それっ、トーサンが買ってきたんでしょ!」



「てへへっ」


「で、ユイン、書き忘れてたんだね」


「てへへっ」


「何も書いてないなら来年にとっといたら」


「ああ、そうだねえ~」


いかにも名案だというふうに
目を輝かせるユインの表情が、
その一瞬のあと、かきくもった。


「でも、みやこちゃん。
このこと、トーサンには言わないでくれない? 
お願いだから



そうだよね。
こんなことがトーサンに知れたら、
この先1年くらいはパソコン禁止令解けそうにないもんね。


「母さん、何も言わないよ」


「ありがとう~」


そんなにまゆ毛八の字にさげて、
手を合わせておがまなくてもいいよ。


「でも、変よねえ~」


何がという顔つきをするユイン。


「トーサン。どうして気がつかないんだろ。
自分で買ってユインに手渡しておいたカードが、
『母の日』になっても、『母の日』をすぎても、
母さんに贈られてないの」



「そりゃあ、遺伝だからねえ」


と、ユイン。


「だから、ぼくがこんなに物忘れするんだよ」 


なるほど。
それで、きれいにつじつまが合う。


「でもさ。
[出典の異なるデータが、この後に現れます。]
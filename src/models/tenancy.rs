// src/models/tenancy.rs

use chrono::{DateTime, FixedOffset, Offset, Utc};
use serde::{Deserialize, Serialize};
use sqlx::FromRow;
use utoipa::ToSchema;
use uuid::Uuid;

// Mapeia o CREATE TYPE scheduling_type do banco
#[derive(Debug, Clone, Copy, PartialEq, Eq, Serialize, Deserialize, sqlx::Type, ToSchema)]
#[sqlx(type_name = "scheduling_type", rename_all = "lowercase")]
#[serde(rename_all = "lowercase")]
pub enum SchedulingType {
    /// Cada profissional tem a sua própria cadeira: conflitos só entre o mesmo profissional.
    Individual,
    /// Uma única sala para todo o estabelecimento: qualquer agendamento bloqueia o horário.
    Shared,
}

// ---
// Tenant (O "Estabelecimento")
// ---
#[derive(Debug, Clone, Serialize, Deserialize, FromRow)]
#[serde(rename_all = "camelCase")]
pub struct Tenant {
    pub id: Uuid,
    pub slug: String,
    pub name: String,
    pub whatsapp: Option<String>,
    pub scheduling_type: SchedulingType,

    // Fuso fixo do salão (ex: -180 para Brasília)
    pub utc_offset_minutes: i32,

    pub created_at: DateTime<Utc>,
    pub updated_at: DateTime<Utc>,
}

impl Tenant {
    /// Fuso horário local do estabelecimento. Um offset fora do intervalo
    /// aceito pelo chrono cai para UTC.
    pub fn local_offset(&self) -> FixedOffset {
        FixedOffset::east_opt(self.utc_offset_minutes * 60).unwrap_or_else(|| Utc.fix())
    }
}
トーサン。
来年、また『母の日』のカード買うのだけは、
絶対に忘れないと思うな」



「そうかなあ」


「そうだよ。
街のあちこちにいやってほど宣伝出るじゃあない」



「あっ、そっか」


こうして、
毎年繰り返してきた「母の日」の苦悩は、
また来年へと持ち越しになったのだった。


そして、それからイアンと顔を合わせるたびに、
喉もとを越えようとする「母の日」という言葉を、
ユインの八の字まゆ毛を思いうかべては
ぐっと飲みくだしながら、


どうしてこの世に「母の日」なんてものが存在するのか、
どうして母であるわたしが「母の日」に
こうももてあそばれねばならないのか、
もんもんと苦悩する今日このごろなのである。